* [Entries supplied]
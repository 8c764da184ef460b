use chrono::{DateTime, Utc};
use serde::{Deserialize, Serialize};
use std::collections::HashMap;
use uuid::Uuid;

use crate::shared::enums::Role;
use crate::shared::models::{Course, Enrollment, User};

pub const TOP_LIMIT: usize = 10;
pub const RECENT_LIMIT: i64 = 5;

#[derive(Debug, Clone, Default, Serialize)]
pub struct PlatformTotals {
    pub users: i64,
    pub students: i64,
    pub teachers: i64,
    pub courses: i64,
    pub enrollments: i64,
    pub certificates: i64,
}

#[derive(Debug, Clone, Serialize)]
pub struct CourseStat {
    pub course: Course,
    pub teacher_name: String,
    pub students: i64,
    pub lessons: i64,
    pub completed_progress: i64,
}

#[derive(Debug, Clone, Serialize)]
pub struct StudentStat {
    pub user: User,
    pub enrollments: i64,
    pub certificates: i64,
}

#[derive(Debug, Clone, Serialize)]
pub struct TeacherStat {
    pub user: User,
    pub courses: i64,
    pub students: i64,
}

#[derive(Debug, Clone, Serialize)]
pub struct EnrollmentListing {
    pub enrollment: Enrollment,
    pub course_title: String,
    pub username: String,
}

#[derive(Debug, Clone, Serialize)]
pub struct RecentCertificate {
    pub verification_code: Uuid,
    pub issued_at: DateTime<Utc>,
    pub revoked: bool,
    pub course_title: String,
    pub student_name: String,
}

#[derive(Debug, Clone, Serialize)]
pub struct AdminStats {
    pub totals: PlatformTotals,
    pub top_courses: Vec<CourseStat>,
    pub top_students: Vec<StudentStat>,
    pub teachers: Vec<TeacherStat>,
    pub recent_enrollments: Vec<EnrollmentListing>,
    pub recent_certificates: Vec<RecentCertificate>,
}

#[derive(Debug, Clone, Default, Deserialize)]
pub struct UserFilters {
    pub role: Option<String>,
}

impl UserFilters {
    /// Unknown or blank roles mean no filter.
    pub fn role(&self) -> Option<Role> {
        self.role.as_deref().and_then(|r| r.parse().ok())
    }
}

#[derive(Debug, Clone, Serialize)]
pub struct UserListing {
    pub users: Vec<User>,
    pub total: i64,
    pub students: i64,
    pub teachers: i64,
    pub role: Option<Role>,
}

/// Looks up a per-key count, absent keys counting zero.
pub fn count_of(counts: &HashMap<Uuid, i64>, id: &Uuid) -> i64 {
    counts.get(id).copied().unwrap_or(0)
}

/// Keeps the `limit` items with the highest key. Ties keep their input order.
pub fn top_by<T>(mut items: Vec<T>, limit: usize, key: impl Fn(&T) -> i64) -> Vec<T> {
    items.sort_by_key(|item| std::cmp::Reverse(key(item)));
    items.truncate(limit);
    items
}

#[cfg(test)]
mod tests {
    use super::*;

    #[test]
    fn test_top_by_keeps_highest_stable() {
        let items = vec![("a", 1), ("b", 5), ("c", 5), ("d", 0), ("e", 3)];
        let top = top_by(items, 3, |(_, n)| *n);
        assert_eq!(top, vec![("b", 5), ("c", 5), ("e", 3)]);
    }

    #[test]
    fn test_count_of_defaults_to_zero() {
        let id = Uuid::new_v4();
        let mut counts = HashMap::new();
        assert_eq!(count_of(&counts, &id), 0);
        counts.insert(id, 4);
        assert_eq!(count_of(&counts, &id), 4);
    }

    #[test]
    fn test_user_filter_role() {
        let filters = UserFilters {
            role: Some("teacher".to_string()),
        };
        assert_eq!(filters.role(), Some(Role::Teacher));
        assert_eq!(UserFilters { role: Some(String::new()) }.role(), None);
        assert_eq!(UserFilters::default().role(), None);
    }
}
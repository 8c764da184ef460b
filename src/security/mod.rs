pub mod password;
pub mod validation;

pub use password::{hash_password, validate_password, verify_password, PasswordIssue};
pub use validation::{ValidationError, ValidationResult};
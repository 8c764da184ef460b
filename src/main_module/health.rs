//! Health check handlers

use axum::extract::State;
use axum::http::StatusCode;
use axum::Json;
use std::sync::Arc;

use crate::core::shared::state::AppState;

pub async fn health_check(State(state): State<Arc<AppState>>) -> (StatusCode, Json<serde_json::Value>) {
    let pool = state.conn.clone();
    let db_ok = tokio::task::spawn_blocking(move || pool.get().is_ok())
        .await
        .unwrap_or(false);

    let status = if db_ok { "healthy" } else { "degraded" };
    let code = if db_ok {
        StatusCode::OK
    } else {
        StatusCode::SERVICE_UNAVAILABLE
    };

    (
        code,
        Json(serde_json::json!({
            "status": status,
            "service": "eduvillage",
            "version": env!("CARGO_PKG_VERSION"),
            "database": db_ok
        })),
    )
}

pub async fn health_check_simple() -> (StatusCode, Json<serde_json::Value>) {
    (
        StatusCode::OK,
        Json(serde_json::json!({
            "status": "ok",
            "service": "eduvillage",
            "version": env!("CARGO_PKG_VERSION")
        })),
    )
}
use dotenvy::dotenv;
use log::{error, info};
use tracing_subscriber::EnvFilter;

use eduvillage::accounts::{AccountEngine, SeedOutcome, TEST_USER_PASSWORD};
use eduvillage::core::config::AppConfig;
use eduvillage::main_module::run_server;
use eduvillage::shared::utils::{create_conn, run_migrations};

const USAGE: &str = "Usage: eduvillage [COMMAND]

Commands:
  serve              Run the web server (default)
  migrate            Apply pending database migrations and exit
  create-test-users  Create student1, teacher1 and admin1 accounts
  --help, -h         Show this message

Configuration is read from eduvillage.toml (override with EDUVILLAGE_CONFIG)
and EDUVILLAGE_* environment variables; DATABASE_URL is honoured.";

fn init_logging() {
    let filter = EnvFilter::try_from_default_env()
        .unwrap_or_else(|_| EnvFilter::new("info,tower_http=info"));
    tracing_subscriber::fmt().with_env_filter(filter).init();
}

#[tokio::main]
async fn main() -> anyhow::Result<()> {
    dotenv().ok();

    let args: Vec<String> = std::env::args().collect();
    let command = args.get(1).map(String::as_str).unwrap_or("serve");

    if matches!(command, "--help" | "-h") {
        println!("{}", USAGE);
        return Ok(());
    }

    init_logging();
    let config = AppConfig::from_env()?;

    match command {
        "serve" => run_server(config).await,
        "migrate" => {
            let pool = create_conn(&config.database)?;
            tokio::task::spawn_blocking(move || run_migrations(&pool))
                .await?
                .map_err(|e| anyhow::anyhow!(e))?;
            info!("Migrations are up to date");
            Ok(())
        }
        "create-test-users" => {
            let pool = create_conn(&config.database)?;
            let engine = AccountEngine::new(pool);
            for (username, outcome) in engine.create_test_users().await? {
                match outcome {
                    SeedOutcome::Created => {
                        println!("Created {} (password: {})", username, TEST_USER_PASSWORD)
                    }
                    SeedOutcome::AlreadyExists => println!("{} already exists", username),
                }
            }
            Ok(())
        }
        other => {
            error!("Unknown command: {}", other);
            eprintln!("{}", USAGE);
            anyhow::bail!("unknown command '{}'", other)
        }
    }
}
//! Building blocks every feature module uses: schema and row types, slug
//! enums, the error type, the connection pool and application state.

pub mod enums;
pub mod error;
pub mod models;
pub mod schema;
pub mod state;
pub mod utils;

pub use enums::{Category, Difficulty, Role};
pub use error::{AppError, AppResult};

* [Required work] Output the records in full, keeping them exactly as they are.

* [Solution to this exercise]
repository 8c764da184ef460b
use chrono::{DateTime, Utc};
use serde::{Deserialize, Serialize};
use std::collections::HashMap;
use uuid::Uuid;

use crate::shared::enums::Role;
use crate::shared::models::{Course, Enrollment, User};

pub const TOP_LIMIT: usize = 10;
pub const RECENT_LIMIT: i64 = 5;

#[derive(Debug, Clone, Default, Serialize)]
pub struct PlatformTotals {
    pub users: i64,
    pub students: i64,
    pub teachers: i64,
    pub courses: i64,
    pub enrollments: i64,
    pub certificates: i64,
}

#[derive(Debug, Clone, Serialize)]
pub struct CourseStat {
    pub course: Course,
    pub teacher_name: String,
    pub students: i64,
    pub lessons: i64,
    pub completed_progress: i64,
}

#[derive(Debug, Clone, Serialize)]
pub struct StudentStat {
    pub user: User,
    pub enrollments: i64,
    pub certificates: i64,
}

#[derive(Debug, Clone, Serialize)]
pub struct TeacherStat {
    pub user: User,
    pub courses: i64,
    pub students: i64,
}

#[derive(Debug, Clone, Serialize)]
pub struct EnrollmentListing {
    pub enrollment: Enrollment,
    pub course_title: String,
    pub username: String,
}

#[derive(Debug, Clone, Serialize)]
pub struct RecentCertificate {
    pub verification_code: Uuid,
    pub issued_at: DateTime<Utc>,
    pub revoked: bool,
    pub course_title: String,
    pub student_name: String,
}

#[derive(Debug, Clone, Serialize)]
pub struct AdminStats {
    pub totals: PlatformTotals,
    pub top_courses: Vec<CourseStat>,
    pub top_students: Vec<StudentStat>,
    pub teachers: Vec<TeacherStat>,
    pub recent_enrollments: Vec<EnrollmentListing>,
    pub recent_certificates: Vec<RecentCertificate>,
}

#[derive(Debug, Clone, Default, Deserialize)]
pub struct UserFilters {
    pub role: Option<String>,
}

impl UserFilters {
    /// Unknown or blank roles mean no filter.
    pub fn role(&self) -> Option<Role> {
        self.role.as_deref().and_then(|r| r.parse().ok())
    }
}

#[derive(Debug, Clone, Serialize)]
pub struct UserListing {
    pub users: Vec<User>,
    pub total: i64,
    pub students: i64,
    pub teachers: i64,
    pub role: Option<Role>,
}

/// Looks up a per-key count, absent keys counting zero.
pub fn count_of(counts: &HashMap<Uuid, i64>, id: &Uuid) -> i64 {
    counts.get(id).copied().unwrap_or(0)
}

/// Keeps the `limit` items with the highest key. Ties keep their input order.
pub fn top_by<T>(mut items: Vec<T>, limit: usize, key: impl Fn(&T) -> i64) -> Vec<T> {
    items.sort_by_key(|item| std::cmp::Reverse(key(item)));
    items.truncate(limit);
    items
}

#[cfg(test)]
mod tests {
    use super::*;

    #[test]
    fn test_top_by_keeps_highest_stable() {
        let items = vec![("a", 1), ("b", 5), ("c", 5), ("d", 0), ("e", 3)];
        let top = top_by(items, 3, |(_, n)| *n);
        assert_eq!(top, vec![("b", 5), ("c", 5), ("e", 3)]);
    }

    #[test]
    fn test_count_of_defaults_to_zero() {
        let id = Uuid::new_v4();
        let mut counts = HashMap::new();
        assert_eq!(count_of(&counts, &id), 0);
        counts.insert(id, 4);
        assert_eq!(count_of(&counts, &id), 4);
    }

    #[test]
    fn test_user_filter_role() {
        let filters = UserFilters {
            role: Some("teacher".to_string()),
        };
        assert_eq!(filters.role(), Some(Role::Teacher));
        assert_eq!(UserFilters { role: Some(String::new()) }.role(), None);
        assert_eq!(UserFilters::default().role(), None);
    }
}
repository 8c764da184ef460b
filename src/security/mod.rs
pub mod password;
pub mod validation;

pub use password::{hash_password, validate_password, verify_password, PasswordIssue};
pub use validation::{ValidationError, ValidationResult};
repository 8c764da184ef460b
filename src/main_module/health.rs
//! Health check handlers

use axum::extract::State;
use axum::http::StatusCode;
use axum::Json;
use std::sync::Arc;

use crate::core::shared::state::AppState;

pub async fn health_check(State(state): State<Arc<AppState>>) -> (StatusCode, Json<serde_json::Value>) {
    let pool = state.conn.clone();
    let db_ok = tokio::task::spawn_blocking(move || pool.get().is_ok())
        .await
        .unwrap_or(false);

    let status = if db_ok { "healthy" } else { "degraded" };
    let code = if db_ok {
        StatusCode::OK
    } else {
        StatusCode::SERVICE_UNAVAILABLE
    };

    (
        code,
        Json(serde_json::json!({
            "status": status,
            "service": "eduvillage",
            "version": env!("CARGO_PKG_VERSION"),
            "database": db_ok
        })),
    )
}

pub async fn health_check_simple() -> (StatusCode, Json<serde_json::Value>) {
    (
        StatusCode::OK,
        Json(serde_json::json!({
            "status": "ok",
            "service": "eduvillage",
            "version": env!("CARGO_PKG_VERSION")
        })),
    )
}
use dotenvy::dotenv;
use log::{error, info};
use tracing_subscriber::EnvFilter;

use eduvillage::accounts::{AccountEngine, SeedOutcome, TEST_USER_PASSWORD};
use eduvillage::core::config::AppConfig;
use eduvillage::main_module::run_server;
use eduvillage::shared::utils::{create_conn, run_migrations};

const USAGE: &str = "Usage: eduvillage [COMMAND]

Commands:
  serve              Run the web server (default)
  migrate            Apply pending database migrations and exit
  create-test-users  Create student1, teacher1 and admin1 accounts
  --help, -h         Show this message

Configuration is read from eduvillage.toml (override with EDUVILLAGE_CONFIG)
and EDUVILLAGE_* environment variables; DATABASE_URL is honoured.";

fn init_logging() {
    let filter = EnvFilter::try_from_default_env()
        .unwrap_or_else(|_| EnvFilter::new("info,tower_http=info"));
    tracing_subscriber::fmt().with_env_filter(filter).init();
}

#[tokio::main]
async fn main() -> anyhow::Result<()> {
    dotenv().ok();

    let args: Vec<String> = std::env::args().collect();
    let command = args.get(1).map(String::as_str).unwrap_or("serve");

    if matches!(command, "--help" | "-h") {
        println!("{}", USAGE);
        return Ok(());
    }

    init_logging();
    let config = AppConfig::from_env()?;

    match command {
        "serve" => run_server(config).await,
        "migrate" => {
            let pool = create_conn(&config.database)?;
            tokio::task::spawn_blocking(move || run_migrations(&pool))
                .await?
                .map_err(|e| anyhow::anyhow!(e))?;
            info!("Migrations are up to date");
            Ok(())
        }
        "create-test-users" => {
            let pool = create_conn(&config.database)?;
            let engine = AccountEngine::new(pool);
            for (username, outcome) in engine.create_test_users().await? {
                match outcome {
                    SeedOutcome::Created => {
                        println!("Created {} (password: {})", username, TEST_USER_PASSWORD)
                    }
                    SeedOutcome::AlreadyExists => println!("{} already exists", username),
                }
            }
            Ok(())
        }
        other => {
            error!("Unknown command: {}", other);
            eprintln!("{}", USAGE);
            anyhow::bail!("unknown command '{}'", other)
        }
    }
}
//! Building blocks every feature module uses: schema and row types, slug
//! enums, the error type, the connection pool and application state.

pub mod enums;
pub mod error;
pub mod models;
pub mod schema;
pub mod state;
pub mod utils;

pub use enums::{Category, Difficulty, Role};
pub use error::{AppError, AppResult};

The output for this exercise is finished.